(Items listed in a dataset)

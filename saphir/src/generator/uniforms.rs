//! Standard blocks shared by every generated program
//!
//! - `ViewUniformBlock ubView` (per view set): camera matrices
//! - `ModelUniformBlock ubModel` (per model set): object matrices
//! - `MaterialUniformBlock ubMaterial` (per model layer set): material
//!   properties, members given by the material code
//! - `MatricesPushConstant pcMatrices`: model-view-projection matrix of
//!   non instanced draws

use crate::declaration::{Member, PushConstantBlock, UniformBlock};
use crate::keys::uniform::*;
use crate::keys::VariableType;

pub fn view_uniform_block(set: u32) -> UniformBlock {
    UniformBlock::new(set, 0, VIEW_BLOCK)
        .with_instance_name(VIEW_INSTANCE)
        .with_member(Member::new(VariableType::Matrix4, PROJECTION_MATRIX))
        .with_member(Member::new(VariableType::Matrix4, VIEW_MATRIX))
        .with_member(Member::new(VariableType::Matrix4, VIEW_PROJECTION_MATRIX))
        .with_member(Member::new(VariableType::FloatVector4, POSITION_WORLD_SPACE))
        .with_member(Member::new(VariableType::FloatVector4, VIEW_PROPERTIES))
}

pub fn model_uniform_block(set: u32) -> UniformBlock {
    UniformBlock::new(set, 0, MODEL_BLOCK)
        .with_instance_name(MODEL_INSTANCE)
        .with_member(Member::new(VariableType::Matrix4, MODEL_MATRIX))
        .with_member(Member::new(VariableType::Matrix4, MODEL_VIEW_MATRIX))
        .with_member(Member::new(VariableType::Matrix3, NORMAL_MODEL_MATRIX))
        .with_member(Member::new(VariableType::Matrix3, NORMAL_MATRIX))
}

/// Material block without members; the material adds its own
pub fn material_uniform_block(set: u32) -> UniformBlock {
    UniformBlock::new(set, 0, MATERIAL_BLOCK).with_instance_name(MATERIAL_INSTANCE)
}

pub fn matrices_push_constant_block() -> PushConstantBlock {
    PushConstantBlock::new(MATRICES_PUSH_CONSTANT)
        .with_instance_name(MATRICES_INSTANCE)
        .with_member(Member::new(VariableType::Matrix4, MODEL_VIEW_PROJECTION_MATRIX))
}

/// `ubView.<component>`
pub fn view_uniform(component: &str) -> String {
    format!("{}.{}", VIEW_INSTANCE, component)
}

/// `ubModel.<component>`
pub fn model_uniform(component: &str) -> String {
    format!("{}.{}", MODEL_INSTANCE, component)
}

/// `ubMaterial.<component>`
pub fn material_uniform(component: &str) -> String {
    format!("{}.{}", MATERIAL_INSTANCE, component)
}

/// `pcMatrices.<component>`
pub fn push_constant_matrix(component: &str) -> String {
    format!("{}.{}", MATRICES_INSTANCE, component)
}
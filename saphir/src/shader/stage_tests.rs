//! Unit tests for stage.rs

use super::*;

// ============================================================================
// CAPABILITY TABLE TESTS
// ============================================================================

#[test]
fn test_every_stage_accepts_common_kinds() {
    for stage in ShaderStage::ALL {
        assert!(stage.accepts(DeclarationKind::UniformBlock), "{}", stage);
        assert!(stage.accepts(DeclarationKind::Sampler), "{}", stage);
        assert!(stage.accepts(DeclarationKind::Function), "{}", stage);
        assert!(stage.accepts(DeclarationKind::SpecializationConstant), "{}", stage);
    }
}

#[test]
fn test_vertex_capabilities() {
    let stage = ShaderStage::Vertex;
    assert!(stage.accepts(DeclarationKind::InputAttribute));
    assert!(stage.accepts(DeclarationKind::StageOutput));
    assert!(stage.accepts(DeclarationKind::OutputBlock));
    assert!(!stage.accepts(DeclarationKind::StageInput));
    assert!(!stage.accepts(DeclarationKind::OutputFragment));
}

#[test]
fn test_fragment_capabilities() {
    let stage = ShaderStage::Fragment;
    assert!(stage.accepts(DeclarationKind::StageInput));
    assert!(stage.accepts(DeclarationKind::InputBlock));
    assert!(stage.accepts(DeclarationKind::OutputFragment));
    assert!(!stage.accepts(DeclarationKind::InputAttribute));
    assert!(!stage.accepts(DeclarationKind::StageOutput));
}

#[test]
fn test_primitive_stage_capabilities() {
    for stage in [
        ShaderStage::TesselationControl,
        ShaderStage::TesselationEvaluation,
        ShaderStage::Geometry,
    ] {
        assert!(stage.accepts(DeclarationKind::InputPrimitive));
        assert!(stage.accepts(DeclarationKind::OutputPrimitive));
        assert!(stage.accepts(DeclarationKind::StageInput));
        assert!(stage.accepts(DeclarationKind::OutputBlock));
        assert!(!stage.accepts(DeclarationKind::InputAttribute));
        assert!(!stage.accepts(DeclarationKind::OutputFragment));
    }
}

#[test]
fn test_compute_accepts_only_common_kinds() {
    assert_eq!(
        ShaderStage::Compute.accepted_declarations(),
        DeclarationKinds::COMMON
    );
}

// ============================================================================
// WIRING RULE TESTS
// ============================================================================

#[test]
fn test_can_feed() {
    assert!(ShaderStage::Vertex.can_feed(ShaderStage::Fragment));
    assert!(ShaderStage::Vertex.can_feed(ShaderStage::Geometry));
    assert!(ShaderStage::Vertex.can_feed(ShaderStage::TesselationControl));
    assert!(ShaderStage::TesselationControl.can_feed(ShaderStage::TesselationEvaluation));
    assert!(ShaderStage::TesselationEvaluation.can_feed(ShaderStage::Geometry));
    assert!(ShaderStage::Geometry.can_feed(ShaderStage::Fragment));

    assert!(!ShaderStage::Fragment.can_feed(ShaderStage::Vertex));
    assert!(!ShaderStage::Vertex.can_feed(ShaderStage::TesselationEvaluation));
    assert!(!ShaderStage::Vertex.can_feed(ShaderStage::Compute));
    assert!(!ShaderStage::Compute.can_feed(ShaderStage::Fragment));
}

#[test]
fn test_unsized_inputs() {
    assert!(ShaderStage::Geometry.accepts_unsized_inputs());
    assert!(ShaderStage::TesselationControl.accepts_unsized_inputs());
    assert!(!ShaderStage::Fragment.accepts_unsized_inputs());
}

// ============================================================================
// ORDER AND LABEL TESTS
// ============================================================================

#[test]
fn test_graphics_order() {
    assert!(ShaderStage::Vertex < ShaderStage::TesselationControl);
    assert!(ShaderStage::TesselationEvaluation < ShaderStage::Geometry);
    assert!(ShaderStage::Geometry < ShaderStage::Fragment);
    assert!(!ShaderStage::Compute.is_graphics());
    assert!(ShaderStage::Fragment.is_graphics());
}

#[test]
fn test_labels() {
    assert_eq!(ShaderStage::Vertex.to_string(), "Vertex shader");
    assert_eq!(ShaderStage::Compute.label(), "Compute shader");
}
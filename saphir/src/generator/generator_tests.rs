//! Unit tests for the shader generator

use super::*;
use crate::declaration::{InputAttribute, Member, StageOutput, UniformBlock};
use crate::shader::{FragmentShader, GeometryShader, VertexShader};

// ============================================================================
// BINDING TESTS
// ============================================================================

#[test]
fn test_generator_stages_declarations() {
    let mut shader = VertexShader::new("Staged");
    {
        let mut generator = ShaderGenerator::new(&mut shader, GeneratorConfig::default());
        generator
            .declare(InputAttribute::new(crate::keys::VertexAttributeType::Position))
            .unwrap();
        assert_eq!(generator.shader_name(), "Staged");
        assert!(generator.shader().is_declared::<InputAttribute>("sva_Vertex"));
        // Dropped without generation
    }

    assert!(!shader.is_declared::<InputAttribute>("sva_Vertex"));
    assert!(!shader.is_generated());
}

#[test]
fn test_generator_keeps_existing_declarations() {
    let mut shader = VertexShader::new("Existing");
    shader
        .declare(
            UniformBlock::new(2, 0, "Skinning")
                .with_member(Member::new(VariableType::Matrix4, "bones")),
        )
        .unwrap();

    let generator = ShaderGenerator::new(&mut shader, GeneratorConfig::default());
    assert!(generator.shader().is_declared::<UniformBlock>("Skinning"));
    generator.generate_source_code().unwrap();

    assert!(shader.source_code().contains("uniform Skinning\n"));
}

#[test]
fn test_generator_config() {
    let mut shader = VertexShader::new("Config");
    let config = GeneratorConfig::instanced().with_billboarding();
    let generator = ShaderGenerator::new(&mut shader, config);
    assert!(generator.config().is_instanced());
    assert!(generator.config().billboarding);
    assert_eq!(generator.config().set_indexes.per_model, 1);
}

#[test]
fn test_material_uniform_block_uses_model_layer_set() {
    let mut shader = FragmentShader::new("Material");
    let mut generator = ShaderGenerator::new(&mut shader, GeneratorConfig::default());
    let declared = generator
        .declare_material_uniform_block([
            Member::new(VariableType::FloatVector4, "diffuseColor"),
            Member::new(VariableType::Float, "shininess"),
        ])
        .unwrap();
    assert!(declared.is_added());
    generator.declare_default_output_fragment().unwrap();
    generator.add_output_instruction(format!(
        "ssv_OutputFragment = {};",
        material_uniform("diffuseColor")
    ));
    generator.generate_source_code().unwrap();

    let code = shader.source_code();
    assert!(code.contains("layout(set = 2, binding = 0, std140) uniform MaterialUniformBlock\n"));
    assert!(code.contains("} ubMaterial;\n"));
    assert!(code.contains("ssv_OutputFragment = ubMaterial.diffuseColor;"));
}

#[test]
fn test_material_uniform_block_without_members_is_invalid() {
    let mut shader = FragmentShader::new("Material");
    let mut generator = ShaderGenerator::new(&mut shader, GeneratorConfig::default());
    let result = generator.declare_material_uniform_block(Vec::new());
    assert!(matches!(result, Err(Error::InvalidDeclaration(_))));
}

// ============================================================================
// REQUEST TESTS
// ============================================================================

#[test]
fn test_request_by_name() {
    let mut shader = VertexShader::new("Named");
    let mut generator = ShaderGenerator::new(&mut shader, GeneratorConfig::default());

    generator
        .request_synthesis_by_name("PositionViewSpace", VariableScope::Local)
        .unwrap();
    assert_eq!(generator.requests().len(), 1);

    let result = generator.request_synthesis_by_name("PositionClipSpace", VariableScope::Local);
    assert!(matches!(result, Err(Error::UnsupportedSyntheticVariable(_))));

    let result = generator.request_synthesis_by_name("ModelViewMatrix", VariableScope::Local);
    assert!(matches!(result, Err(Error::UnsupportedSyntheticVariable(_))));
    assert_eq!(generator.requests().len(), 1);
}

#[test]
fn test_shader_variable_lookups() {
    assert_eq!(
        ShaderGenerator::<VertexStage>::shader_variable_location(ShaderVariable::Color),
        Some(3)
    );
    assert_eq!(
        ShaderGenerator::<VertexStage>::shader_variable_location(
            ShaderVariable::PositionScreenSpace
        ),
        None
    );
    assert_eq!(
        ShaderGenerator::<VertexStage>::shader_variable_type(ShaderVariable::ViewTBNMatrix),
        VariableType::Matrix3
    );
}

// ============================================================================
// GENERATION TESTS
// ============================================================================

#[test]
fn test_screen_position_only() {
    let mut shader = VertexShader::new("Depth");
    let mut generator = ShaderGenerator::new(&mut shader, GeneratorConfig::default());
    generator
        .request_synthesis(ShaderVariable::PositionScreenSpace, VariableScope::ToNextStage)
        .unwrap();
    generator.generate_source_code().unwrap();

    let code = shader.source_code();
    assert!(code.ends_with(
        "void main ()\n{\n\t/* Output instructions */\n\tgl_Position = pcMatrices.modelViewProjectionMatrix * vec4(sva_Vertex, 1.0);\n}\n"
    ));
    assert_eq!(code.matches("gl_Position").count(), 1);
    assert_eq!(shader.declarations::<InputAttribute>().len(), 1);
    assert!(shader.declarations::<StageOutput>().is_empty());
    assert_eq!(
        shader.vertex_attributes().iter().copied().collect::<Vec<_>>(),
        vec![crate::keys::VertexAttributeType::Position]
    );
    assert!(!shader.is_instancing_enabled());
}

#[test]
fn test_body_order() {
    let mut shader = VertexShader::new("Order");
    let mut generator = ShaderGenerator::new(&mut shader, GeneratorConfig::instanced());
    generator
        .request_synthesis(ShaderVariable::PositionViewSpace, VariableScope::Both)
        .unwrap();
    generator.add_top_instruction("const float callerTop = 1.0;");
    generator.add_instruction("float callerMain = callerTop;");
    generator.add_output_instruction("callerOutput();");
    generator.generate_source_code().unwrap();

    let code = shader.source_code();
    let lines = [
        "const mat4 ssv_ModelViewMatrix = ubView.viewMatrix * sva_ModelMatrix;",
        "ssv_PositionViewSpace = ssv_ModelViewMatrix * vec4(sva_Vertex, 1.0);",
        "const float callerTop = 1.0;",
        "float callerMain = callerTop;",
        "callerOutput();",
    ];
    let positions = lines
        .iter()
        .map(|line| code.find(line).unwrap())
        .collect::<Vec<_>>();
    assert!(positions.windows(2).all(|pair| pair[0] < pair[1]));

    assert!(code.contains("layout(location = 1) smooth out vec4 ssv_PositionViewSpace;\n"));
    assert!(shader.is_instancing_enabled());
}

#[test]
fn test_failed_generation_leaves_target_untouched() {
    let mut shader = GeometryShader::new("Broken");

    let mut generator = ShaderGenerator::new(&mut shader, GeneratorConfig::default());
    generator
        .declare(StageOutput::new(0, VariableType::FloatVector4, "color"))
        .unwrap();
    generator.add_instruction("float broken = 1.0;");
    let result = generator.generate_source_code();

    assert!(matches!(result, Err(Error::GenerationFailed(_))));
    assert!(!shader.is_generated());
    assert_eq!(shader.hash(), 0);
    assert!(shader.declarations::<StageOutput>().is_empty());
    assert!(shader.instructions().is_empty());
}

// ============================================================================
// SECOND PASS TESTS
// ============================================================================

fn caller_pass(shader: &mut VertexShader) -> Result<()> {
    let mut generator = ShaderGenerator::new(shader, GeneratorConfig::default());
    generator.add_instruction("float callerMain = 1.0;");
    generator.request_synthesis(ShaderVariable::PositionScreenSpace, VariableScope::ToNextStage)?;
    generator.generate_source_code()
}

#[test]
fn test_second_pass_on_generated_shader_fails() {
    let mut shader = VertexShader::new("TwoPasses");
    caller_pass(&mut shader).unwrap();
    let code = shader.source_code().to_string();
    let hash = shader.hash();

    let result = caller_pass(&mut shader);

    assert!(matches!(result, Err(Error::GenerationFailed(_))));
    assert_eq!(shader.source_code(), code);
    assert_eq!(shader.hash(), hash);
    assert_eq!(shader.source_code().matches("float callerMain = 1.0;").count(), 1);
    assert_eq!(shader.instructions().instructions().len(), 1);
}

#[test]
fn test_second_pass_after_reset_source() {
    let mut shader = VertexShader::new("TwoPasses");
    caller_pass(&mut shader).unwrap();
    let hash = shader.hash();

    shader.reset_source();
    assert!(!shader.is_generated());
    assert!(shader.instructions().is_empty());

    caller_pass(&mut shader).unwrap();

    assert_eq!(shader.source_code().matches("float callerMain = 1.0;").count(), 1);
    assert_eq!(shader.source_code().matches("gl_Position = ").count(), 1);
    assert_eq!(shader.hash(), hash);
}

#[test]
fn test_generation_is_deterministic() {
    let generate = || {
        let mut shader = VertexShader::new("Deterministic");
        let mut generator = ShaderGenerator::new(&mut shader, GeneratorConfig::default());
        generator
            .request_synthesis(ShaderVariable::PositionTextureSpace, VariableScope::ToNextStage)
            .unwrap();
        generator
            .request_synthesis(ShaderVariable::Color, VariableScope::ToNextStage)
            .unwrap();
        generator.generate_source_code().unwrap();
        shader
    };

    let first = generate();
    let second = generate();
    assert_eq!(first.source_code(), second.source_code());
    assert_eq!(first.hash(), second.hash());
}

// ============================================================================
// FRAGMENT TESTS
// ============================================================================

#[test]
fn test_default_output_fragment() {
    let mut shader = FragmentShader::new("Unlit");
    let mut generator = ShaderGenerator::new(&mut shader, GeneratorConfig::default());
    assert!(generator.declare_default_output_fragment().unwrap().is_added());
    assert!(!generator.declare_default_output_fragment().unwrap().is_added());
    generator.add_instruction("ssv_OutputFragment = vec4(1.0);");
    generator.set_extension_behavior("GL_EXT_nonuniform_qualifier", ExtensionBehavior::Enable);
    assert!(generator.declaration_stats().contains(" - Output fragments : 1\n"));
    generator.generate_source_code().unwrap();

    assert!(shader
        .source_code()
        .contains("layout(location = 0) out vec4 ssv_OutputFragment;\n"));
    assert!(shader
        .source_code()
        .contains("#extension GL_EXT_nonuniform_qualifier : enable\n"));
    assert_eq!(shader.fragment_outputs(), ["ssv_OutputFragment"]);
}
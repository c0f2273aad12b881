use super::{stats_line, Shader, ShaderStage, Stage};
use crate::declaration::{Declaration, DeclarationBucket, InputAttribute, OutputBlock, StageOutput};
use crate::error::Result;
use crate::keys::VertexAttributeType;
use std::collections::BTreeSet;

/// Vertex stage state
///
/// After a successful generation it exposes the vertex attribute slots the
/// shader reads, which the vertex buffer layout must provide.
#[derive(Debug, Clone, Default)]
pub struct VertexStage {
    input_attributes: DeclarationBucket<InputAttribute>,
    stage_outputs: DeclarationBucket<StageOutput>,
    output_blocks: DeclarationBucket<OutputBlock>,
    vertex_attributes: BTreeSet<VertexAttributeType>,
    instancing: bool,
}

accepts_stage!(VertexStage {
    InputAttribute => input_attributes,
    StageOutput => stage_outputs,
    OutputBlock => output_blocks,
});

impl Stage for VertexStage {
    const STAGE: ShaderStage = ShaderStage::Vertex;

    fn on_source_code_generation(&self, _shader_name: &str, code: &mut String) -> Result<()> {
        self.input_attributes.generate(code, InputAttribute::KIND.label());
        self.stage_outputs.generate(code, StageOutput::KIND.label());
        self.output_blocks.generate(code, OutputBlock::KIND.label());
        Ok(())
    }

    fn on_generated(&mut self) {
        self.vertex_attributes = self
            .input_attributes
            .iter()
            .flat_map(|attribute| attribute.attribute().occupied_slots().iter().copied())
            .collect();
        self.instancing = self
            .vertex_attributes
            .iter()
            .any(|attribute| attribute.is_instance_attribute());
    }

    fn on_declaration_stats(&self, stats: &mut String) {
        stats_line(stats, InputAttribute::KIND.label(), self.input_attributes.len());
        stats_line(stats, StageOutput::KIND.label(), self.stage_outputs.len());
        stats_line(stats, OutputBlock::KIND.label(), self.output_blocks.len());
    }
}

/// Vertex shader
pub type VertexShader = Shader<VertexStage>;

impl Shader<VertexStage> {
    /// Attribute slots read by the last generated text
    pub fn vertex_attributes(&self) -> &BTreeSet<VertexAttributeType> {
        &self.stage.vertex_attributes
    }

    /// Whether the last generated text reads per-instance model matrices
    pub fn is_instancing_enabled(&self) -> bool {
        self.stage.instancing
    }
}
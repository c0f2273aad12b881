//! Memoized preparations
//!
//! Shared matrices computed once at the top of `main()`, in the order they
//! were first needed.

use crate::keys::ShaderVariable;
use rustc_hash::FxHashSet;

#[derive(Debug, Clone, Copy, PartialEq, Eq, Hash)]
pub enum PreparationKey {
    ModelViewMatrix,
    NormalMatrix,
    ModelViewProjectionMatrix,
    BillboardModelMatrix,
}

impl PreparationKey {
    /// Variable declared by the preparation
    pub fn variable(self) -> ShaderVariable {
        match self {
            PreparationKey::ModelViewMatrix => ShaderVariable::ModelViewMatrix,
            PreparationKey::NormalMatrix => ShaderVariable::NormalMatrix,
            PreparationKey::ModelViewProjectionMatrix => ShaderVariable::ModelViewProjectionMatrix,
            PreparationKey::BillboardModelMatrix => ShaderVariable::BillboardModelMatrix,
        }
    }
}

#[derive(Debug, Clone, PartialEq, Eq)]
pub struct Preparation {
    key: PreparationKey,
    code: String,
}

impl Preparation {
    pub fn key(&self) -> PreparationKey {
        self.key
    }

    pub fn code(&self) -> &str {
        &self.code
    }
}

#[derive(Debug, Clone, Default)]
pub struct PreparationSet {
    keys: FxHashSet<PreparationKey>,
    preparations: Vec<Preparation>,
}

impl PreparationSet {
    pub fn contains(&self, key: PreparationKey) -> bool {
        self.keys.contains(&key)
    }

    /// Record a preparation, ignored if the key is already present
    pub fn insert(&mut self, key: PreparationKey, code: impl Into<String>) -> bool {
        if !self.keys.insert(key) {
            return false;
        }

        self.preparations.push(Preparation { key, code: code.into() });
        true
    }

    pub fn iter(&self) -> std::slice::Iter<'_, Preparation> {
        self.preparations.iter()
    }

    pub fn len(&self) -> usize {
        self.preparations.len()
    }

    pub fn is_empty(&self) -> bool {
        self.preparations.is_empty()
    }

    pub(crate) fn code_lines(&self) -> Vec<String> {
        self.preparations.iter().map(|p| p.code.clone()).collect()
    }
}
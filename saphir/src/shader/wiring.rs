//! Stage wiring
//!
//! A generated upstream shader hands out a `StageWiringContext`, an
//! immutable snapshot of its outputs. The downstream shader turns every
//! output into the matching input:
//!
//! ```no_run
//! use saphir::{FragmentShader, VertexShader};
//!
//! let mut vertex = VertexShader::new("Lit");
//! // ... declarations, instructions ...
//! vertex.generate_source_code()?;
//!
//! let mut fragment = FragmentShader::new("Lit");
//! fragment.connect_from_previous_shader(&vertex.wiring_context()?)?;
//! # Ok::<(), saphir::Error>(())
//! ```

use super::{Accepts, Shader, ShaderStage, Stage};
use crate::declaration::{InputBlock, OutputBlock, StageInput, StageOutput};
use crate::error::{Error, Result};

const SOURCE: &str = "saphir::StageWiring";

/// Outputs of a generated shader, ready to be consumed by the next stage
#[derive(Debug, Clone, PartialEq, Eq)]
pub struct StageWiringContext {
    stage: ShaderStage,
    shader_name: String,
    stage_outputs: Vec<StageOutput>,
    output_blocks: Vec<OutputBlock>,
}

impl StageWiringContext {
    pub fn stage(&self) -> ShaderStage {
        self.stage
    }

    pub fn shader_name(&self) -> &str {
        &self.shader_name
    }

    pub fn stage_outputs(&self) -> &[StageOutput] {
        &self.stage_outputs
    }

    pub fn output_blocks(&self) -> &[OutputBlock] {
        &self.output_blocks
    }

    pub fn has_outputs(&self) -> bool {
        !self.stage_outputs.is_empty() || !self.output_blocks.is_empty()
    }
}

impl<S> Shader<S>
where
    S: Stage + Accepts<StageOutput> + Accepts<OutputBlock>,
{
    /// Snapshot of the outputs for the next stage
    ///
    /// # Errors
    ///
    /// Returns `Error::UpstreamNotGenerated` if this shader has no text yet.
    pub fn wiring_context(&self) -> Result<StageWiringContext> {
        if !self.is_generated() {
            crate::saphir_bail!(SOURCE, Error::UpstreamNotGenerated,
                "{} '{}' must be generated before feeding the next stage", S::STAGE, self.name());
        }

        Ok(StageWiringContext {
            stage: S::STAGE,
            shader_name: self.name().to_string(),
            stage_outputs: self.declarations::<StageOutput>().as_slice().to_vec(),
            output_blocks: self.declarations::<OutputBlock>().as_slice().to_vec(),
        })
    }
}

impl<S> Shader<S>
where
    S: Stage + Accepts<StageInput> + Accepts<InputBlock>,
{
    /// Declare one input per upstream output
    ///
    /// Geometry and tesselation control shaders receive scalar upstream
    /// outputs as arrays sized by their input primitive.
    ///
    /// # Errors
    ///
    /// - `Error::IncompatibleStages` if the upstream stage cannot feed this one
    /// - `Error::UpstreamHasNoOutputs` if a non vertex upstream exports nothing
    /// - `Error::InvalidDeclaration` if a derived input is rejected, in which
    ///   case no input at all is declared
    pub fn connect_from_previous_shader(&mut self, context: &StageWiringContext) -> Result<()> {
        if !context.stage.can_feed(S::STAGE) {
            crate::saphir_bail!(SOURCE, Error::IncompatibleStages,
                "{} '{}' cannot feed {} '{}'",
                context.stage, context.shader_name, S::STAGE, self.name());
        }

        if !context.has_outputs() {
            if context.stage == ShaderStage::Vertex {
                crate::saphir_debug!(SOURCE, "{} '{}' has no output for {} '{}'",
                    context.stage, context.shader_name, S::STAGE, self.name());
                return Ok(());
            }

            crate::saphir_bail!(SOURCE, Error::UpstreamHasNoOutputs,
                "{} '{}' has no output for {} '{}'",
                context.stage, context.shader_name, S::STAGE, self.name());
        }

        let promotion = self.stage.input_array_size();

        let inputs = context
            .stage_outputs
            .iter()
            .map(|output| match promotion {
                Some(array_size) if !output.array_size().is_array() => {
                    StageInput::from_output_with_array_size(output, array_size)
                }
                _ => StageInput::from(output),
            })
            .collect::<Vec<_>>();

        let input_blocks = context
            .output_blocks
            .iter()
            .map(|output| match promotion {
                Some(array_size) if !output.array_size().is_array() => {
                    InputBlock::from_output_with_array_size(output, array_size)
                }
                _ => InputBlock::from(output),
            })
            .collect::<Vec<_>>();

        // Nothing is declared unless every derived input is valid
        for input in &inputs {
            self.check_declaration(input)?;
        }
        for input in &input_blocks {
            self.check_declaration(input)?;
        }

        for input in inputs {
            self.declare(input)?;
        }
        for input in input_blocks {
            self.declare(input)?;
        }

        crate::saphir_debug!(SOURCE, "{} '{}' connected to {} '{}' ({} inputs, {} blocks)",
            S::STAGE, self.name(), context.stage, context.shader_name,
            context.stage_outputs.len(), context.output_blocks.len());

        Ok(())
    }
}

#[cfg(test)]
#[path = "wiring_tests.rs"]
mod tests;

__To do__.
The answer must be a single number: the count of lines in the records above that contain the word "UpstreamNotGenerated".

__Answer area__.
2